Quarta, 17 de junho de 2026
De acordo com a investigação, mensagens encontradas nos aparelhos celulares apreendidos revelam que Joana afirmava possuir documentos capazes de comprometer Daniel Vorcaro e seus familiares. As informações integram o relatório encaminhado pela PF ao Supremo e que teve o sigilo retirado nesta terça-feira (16).
O caso está relacionado ao julgamento que analisa a manutenção da prisão de Henrique Vorcaro, pai de Daniel Vorcaro. A análise ocorre no STF sob a relatoria do ministro André Mendonça, responsável por autorizar a divulgação do relatório policial.
Segundo a Polícia Federal, Manoel Mendes Rodrigues, conhecido como Manolo e apontado pelos investigadores como braço direito de Henrique Vorcaro, teria atuado para evitar que Joana levasse adiante as ameaças. Conforme a apuração, ela vinha cobrando apoio financeiro de pessoas próximas à família Vorcaro, alegando enfrentar dificuldades econômicas e afirmando estar "desesperada".
Ainda de acordo com o documento, Joana e sua mãe participaram de uma reunião com Manolo no dia 26 de abril. Após o encontro, ele teria informado Henrique Vorcaro sobre as tratativas. Em uma das mensagens registradas no relatório, consta o seguinte diálogo:
"'Henrique boa noite, estamos conversando com a mãe aqui (...) vamos passar os contratos dos ativos pertinentes ao nosso amigo, no nome dela mãe, para resolver a questão, amanhã dr André já entrará em contato com o dr Thiago para alinhar isso”.
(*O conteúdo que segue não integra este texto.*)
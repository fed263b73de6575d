//! Keyword Index - derived inverted index over the knowledge base
//!
//! The index is wholly derived state. It can be deleted at any time; a search
//! against a missing index rebuilds it first.

use crate::error::Result;
use crate::knowledge::store::KnowledgeStore;
use crate::knowledge::types::{ErrorEntry, KnowledgeBase, Pattern};
use crate::storage;
use serde::{Deserialize, Serialize};
use std::collections::BTreeSet;
use std::path::{Path, PathBuf};

/// Words that carry no signal for matching
const STOP_WORDS: &[&str] = &[
    "the", "and", "for", "with", "that", "this", "from", "are", "was", "were", "not", "but",
    "have", "has", "had", "you", "your", "into", "when", "then", "than", "there", "their",
    "they", "them", "its", "all", "any", "can", "could", "should", "would", "will", "been",
    "being", "our", "out", "use", "used", "using", "via", "also", "each", "other", "some",
    "such", "only", "over", "more", "most", "very", "what", "which", "while", "who", "why",
    "how", "does", "did", "doing", "now", "too",
];

/// What an index entry points at
#[derive(Debug, Clone, Copy, PartialEq, Eq, Hash, Serialize, Deserialize)]
#[serde(rename_all = "lowercase")]
pub enum EntryType {
    Error,
    Pattern,
}

/// One searchable document in the index
#[derive(Debug, Clone, PartialEq, Serialize, Deserialize)]
pub struct IndexEntry {
    pub id: String,
    #[serde(rename = "type")]
    pub entry_type: EntryType,
    pub keywords: BTreeSet<String>,
    pub categories: Vec<String>,
    #[serde(default, skip_serializing_if = "Option::is_none")]
    pub file: Option<String>,
    /// Query-time relevance; never persisted
    #[serde(skip)]
    pub score: u32,
}

/// Extract keywords: lower-case, whitespace split, no stop-words, longer than 2 chars
pub fn extract_keywords(text: &str) -> BTreeSet<String> {
    text.to_lowercase()
        .split_whitespace()
        .filter(|token| token.chars().count() > 2)
        .filter(|token| !STOP_WORDS.contains(token))
        .map(str::to_string)
        .collect()
}

impl IndexEntry {
    fn for_error(error: &ErrorEntry) -> Self {
        let mut keywords = BTreeSet::new();
        keywords.extend(extract_keywords(&error.pattern));
        keywords.extend(extract_keywords(&error.error_type));
        keywords.extend(extract_keywords(&error.category));
        if let Some(file) = &error.context.file {
            keywords.extend(extract_keywords(file));
        }
        for fix in &error.fixes {
            keywords.extend(extract_keywords(&fix.solution));
            keywords.extend(extract_keywords(&fix.prevention));
        }

        Self {
            id: error.id.clone(),
            entry_type: EntryType::Error,
            keywords,
            categories: vec![error.error_type.clone(), error.category.clone()],
            file: error.context.file.clone(),
            score: 0,
        }
    }

    fn for_pattern(pattern: &Pattern) -> Self {
        let mut keywords = BTreeSet::new();
        for field in [
            &pattern.name,
            &pattern.description,
            &pattern.detection,
            &pattern.fix,
            &pattern.prevention,
        ] {
            keywords.extend(extract_keywords(field));
        }

        Self {
            id: pattern.id.clone(),
            entry_type: EntryType::Pattern,
            keywords,
            categories: vec!["pattern".to_string()],
            file: None,
            score: 0,
        }
    }

    /// +1 for every (query, entry) keyword pair where one contains the other,
    /// +2 more when they are identical
    fn relevance(&self, query: &BTreeSet<String>) -> u32 {
        let mut score = 0;
        for q in query {
            for k in &self.keywords {
                if k.contains(q.as_str()) || q.contains(k.as_str()) {
                    score += 1;
                }
                if k == q {
                    score += 2;
                }
            }
        }
        score
    }
}

/// Compute index entries for a knowledge base, errors first, document order
pub fn entries_for(kb: &KnowledgeBase) -> Vec<IndexEntry> {
    kb.errors
        .iter()
        .map(IndexEntry::for_error)
        .chain(kb.patterns.iter().map(IndexEntry::for_pattern))
        .collect()
}

/// Persisted keyword index over a [`KnowledgeStore`]
#[derive(Debug, Clone)]
pub struct KeywordIndex {
    path: PathBuf,
    store: KnowledgeStore,
}

impl KeywordIndex {
    pub fn new(path: impl Into<PathBuf>, store: KnowledgeStore) -> Self {
        Self {
            path: path.into(),
            store,
        }
    }

    pub fn path(&self) -> &Path {
        &self.path
    }

    /// Recompute the index from the knowledge store and persist it
    pub async fn build(&self) -> Result<Vec<IndexEntry>> {
        let kb = self.store.load().await;
        let entries = entries_for(&kb);
        storage::write_json(&self.path, &entries).await?;
        tracing::debug!(
            "Built keyword index with {} entries at {}",
            entries.len(),
            self.path.display()
        );
        Ok(entries)
    }

    /// Alias of [`build`](Self::build), called after knowledge base mutations
    pub async fn rebuild(&self) -> Result<Vec<IndexEntry>> {
        self.build().await
    }

    /// Search the index; results sorted by descending score, ties in index order
    pub async fn search(&self, query: &str) -> Result<Vec<IndexEntry>> {
        let entries = match storage::read_json::<Vec<IndexEntry>>(&self.path).await {
            Ok(Some(entries)) => entries,
            Ok(None) => self.build().await?,
            Err(e) => {
                tracing::warn!("Keyword index unreadable ({}), rebuilding", e);
                self.build().await?
            }
        };

        let query = extract_keywords(query);
        let mut hits: Vec<IndexEntry> = entries
            .into_iter()
            .filter_map(|mut entry| {
                entry.score = entry.relevance(&query);
                (entry.score > 0).then_some(entry)
            })
            .collect();

        // Vec::sort_by is stable, so equal scores keep document order.
        hits.sort_by(|a, b| b.score.cmp(&a.score));
        Ok(hits)
    }
}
Apesar das negociações, a PF afirma que as ameaças continuaram. Conforme a investigação, em 7 de maio, Joana enviou a Manolo uma mensagem fazendo referência à prisão de Felipe Vorcaro, primo de Daniel. No texto interceptado pelos investigadores, ela escreveu:
"'Já foi o filho, o genro, hoje o sobrinho, no que depender de mim, HV será o próximo. Domingo já coloco tudo no Fantástico e no Cabrini dessa família' maldita!!!".
A Polícia Federal interpreta que a sigla "HV" mencionada na conversa faz referência a Henrique Vorcaro. O conteúdo das mensagens integra o conjunto de elementos analisados pela investigação, que segue em tramitação no Supremo Tribunal Federal.